* [WHAT TO WORK ON]: Could you show each line of the records that contains the word "status"?

□ □ □ □ □ □ □

//! HTTP client for the remote order service.
//!
//! Plain JSON REST: login, profile update, order creation and listing, all
//! keyed by the shopper's phone number. Non-success responses are converted
//! to [`ApiError::Service`] carrying the body's `message` field when one is
//! present, else a generic fallback.

pub mod types;

pub use types::{CreateOrderRequest, ErrorBody, LoginRequest};

use reqwest::header::{HeaderMap, HeaderValue};
use serde::de::DeserializeOwned;
use thiserror::Error;

use tahadu_core::{Order, OrderId, PhoneNumber, UserProfile};

/// Production base path of the order service.
pub const DEFAULT_BASE_URL: &str = "https://geolink.pythonanywhere.com/api";

/// Fallback message when an error response carries no `message` field.
const GENERIC_ERROR_MESSAGE: &str = "Something went wrong";

/// Errors that can occur when calling the order service.
#[derive(Debug, Error)]
pub enum ApiError {
    /// The request never completed (network, DNS, timeout).
    #[error("HTTP error: {0}")]
    Http(#[from] reqwest::Error),

    /// The service answered with a non-success status.
    ///
    /// `message` is the body's `message` field, else the generic fallback.
    /// Displayed as the message alone so it can surface directly in the UI.
    #[error("{message}")]
    Service { status: u16, message: String },
}

/// Operations the storefront needs from the remote service.
///
/// A trait seam so the stores can be driven by an in-memory fake in tests;
/// [`HttpApi`] is the real implementation.
#[allow(async_fn_in_trait)]
pub trait StoreApi: Clone {
    /// Login or register by phone number.
    async fn login(&self, phone: &PhoneNumber) -> Result<UserProfile, ApiError>;

    /// Replace the profile stored for `profile.phone_number`.
    async fn update_profile(&self, profile: &UserProfile) -> Result<UserProfile, ApiError>;

    /// Create an order.
    async fn create_order(&self, request: &CreateOrderRequest) -> Result<Order, ApiError>;

    /// List all orders for a phone number, most recent first.
    async fn list_orders(&self, phone: &PhoneNumber) -> Result<Vec<Order>, ApiError>;

    /// Fetch a single order.
    async fn order_detail(&self, id: OrderId, phone: &PhoneNumber) -> Result<Order, ApiError>;
}

/// The real JSON REST client.
#[derive(Debug, Clone)]
pub struct HttpApi {
    client: reqwest::Client,
    base_url: String,
}

impl HttpApi {
    /// Create a client for the service at `base_url`.
    ///
    /// # Errors
    ///
    /// Returns an error if the underlying HTTP client fails to build.
    pub fn new(base_url: &str) -> Result<Self, ApiError> {
        let mut headers = HeaderMap::new();
        headers.insert("Content-Type", HeaderValue::from_static("application/json"));

        let client = reqwest::Client::builder().default_headers(headers).build()?;

        Ok(Self {
            client,
            base_url: base_url.trim_end_matches('/').to_owned(),
        })
    }

    fn url(&self, endpoint: &str) -> String {
        format!("{}{endpoint}", self.base_url)
    }

    /// Apply the response convention: success parses the body, non-success
    /// becomes a `Service` error with the body's message when present.
    async fn handle<T: DeserializeOwned>(response: reqwest::Response) -> Result<T, ApiError> {
        let status = response.status();

        if !status.is_success() {
            let message = response
                .json::<ErrorBody>()
                .await
                .ok()
                .and_then(|body| body.message)
                .unwrap_or_else(|| GENERIC_ERROR_MESSAGE.to_owned());
            return Err(ApiError::Service {
                status: status.as_u16(),
                message,
            });
        }

        Ok(response.json().await?)
    }
}

impl StoreApi for HttpApi {
    async fn login(&self, phone: &PhoneNumber) -> Result<UserProfile, ApiError> {
        let response = self
            .client
            .post(self.url("/login"))
            .json(&LoginRequest {
                phone_number: phone.clone(),
            })
            .send()
            .await?;
        Self::handle(response).await
    }

    async fn update_profile(&self, profile: &UserProfile) -> Result<UserProfile, ApiError> {
        let response = self
            .client
            .put(self.url("/user/update"))
            .json(profile)
            .send()
            .await?;
        Self::handle(response).await
    }

    async fn create_order(&self, request: &CreateOrderRequest) -> Result<Order, ApiError> {
        let response = self
            .client
            .post(self.url("/order"))
            .json(request)
            .send()
            .await?;
        Self::handle(response).await
    }

    async fn list_orders(&self, phone: &PhoneNumber) -> Result<Vec<Order>, ApiError> {
        let url = format!(
            "{}?phone_number={}",
            self.url("/orders"),
            urlencoding::encode(phone.as_str())
        );
        let response = self.client.get(url).send().await?;
        Self::handle(response).await
    }

    async fn order_detail(&self, id: OrderId, phone: &PhoneNumber) -> Result<Order, ApiError> {
        let url = format!(
            "{}?phone_number={}",
            self.url(&format!("/order/{id}")),
            urlencoding::encode(phone.as_str())
        );
        let response = self.client.get(url).send().await?;
        Self::handle(response).await
    }
}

□ □ □ □ □ □ □

* [ANSWER AREA]:
    /// The service answered with a non-success status.
    Service { status: u16, message: String },
        let status = response.status();
        if !status.is_success() {
                status: status.as_u16(),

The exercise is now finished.